Is the sky really falling?

It's just a storm - or is it?
It’s just a storm – or is it?

So, we’ve only got a couple of weeks before the end of the world?

Even though I live in the back blocks of Australia and usually miss all the really exciting stuff I’ve already purchased a supply of batteries for the camera so I can get some good shots while that little event takes place. I’m thinking if the Mayans are correct not even regional NSW should miss that one. Given, even if I manage to capture the good side of one of the riders of the apocalypse I possibly won’t get a chance to upload it to my computer never lone my blog but…?

If you haven’t guessed I’m not that concerned about the Mayan calendar not going any further than December 21 2012. Why should I be? If it happens, it happens and there is nothing I can do to stop it. But wow it promises to be epic.

Really folks, the end of a calendar is no reason to turn into Chicken Little is it? I mean I have to buy a new one every year and I don’t go running around screaming “the sky is falling, the sky is falling” until I find the right one.

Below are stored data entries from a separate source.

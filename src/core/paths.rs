use std::path::{Path, PathBuf};

/// Environment variable overriding the data directory
pub const DATA_DIR_ENV: &str = "KB_DATA_DIR";

/// Layout of the on-disk data directory
#[derive(Debug, Clone)]
pub struct DataPaths {
    pub root: PathBuf,
    pub config: PathBuf,
    pub database: PathBuf,
}

impl DataPaths {
    /// Resolve from `--data-dir`, then `KB_DATA_DIR`, then `./.knowledge`
    pub fn resolve(explicit: Option<&Path>) -> Self {
        let root = explicit
            .map(Path::to_path_buf)
            .or_else(|| std::env::var_os(DATA_DIR_ENV).map(PathBuf::from))
            .unwrap_or_else(|| {
                std::env::current_dir()
                    .unwrap_or_else(|_| PathBuf::from("."))
                    .join(".knowledge")
            });
        Self::from_root(root)
    }

    pub fn from_root(root: PathBuf) -> Self {
        Self {
            config: root.join("config.yaml"),
            database: root.join("knowledge.db"),
            root,
        }
    }

    pub fn required_folders(&self) -> Vec<(&PathBuf, &str)> {
        vec![(&self.root, "Knowledge base data")]
    }
}
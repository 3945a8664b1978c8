pub mod config;
pub mod entry;
pub mod error;
pub mod paths;
pub mod topics;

So what, after working out the phases of the moon and whatever else it takes to work out how long a month is the Mayan’s possibly got a bit bored of doing it after 2012 years. Hell, I’d be thinking to myself “well if they can’t work it out for themselves now civilisation has collapsed or they are really dumb in the future”.

I can picture a naughty Mayan child sitting back in class and saying something along the lines of:

“Miss, can I go now? I’ve written it more than 2000 times. Twelve more times and I want to get back to doing the patterns of the blocks for the pyramids please.

“The pyramids will last longer than any of this month and day thing, please, please, please.”

Teacher: “Do you promise to not make any more faces with their tongues poking out?”

Naughty Child: “I promise. I’ve learnt my lesson. I’ve written it so many times I’ve even made a rhythm that people can say so they can remember how many days is in each month!”

“Thirty days have September, April, June and November. All the rest have 31 except February….

Teacher:”Okay, enough. You can go but no more carving of rude faces on the blocks or you will be back in here to do the next 2000 years.”

Well that’s the image I have anyway.

I will stand corrected of cause but who is going to be around to scorn me if I’m wrong? Hmmm?

If it all comes down I’m going out with a bang, well technically we all will be but that is despite the fact. Music has always been a big part of my life I’m stuck on the soundtrack for the last moments. As much as I have always detested the song, that horrible “Don’t worry, be happy” from the eighties could be appropriate but there are two other strong competitors that could be blasting out of my CD player at the end.

One, to put me all in a mellow frame of mind would be Hot Chocolates “Heaven’s in the back seat of my Cadillac” which is a nice thought but I don’t actually know anyone with a Caddie. The other is my fighting song, Highway to Hell by AC/DC. If it’s good enough for Sam and Dean Winchester (of the Supernatural series) it’s more than excellent for me.

Okay, I’m now off to set up the Christmas tree, we might appreciate it four days after the Mayan calendar runs out. You never know.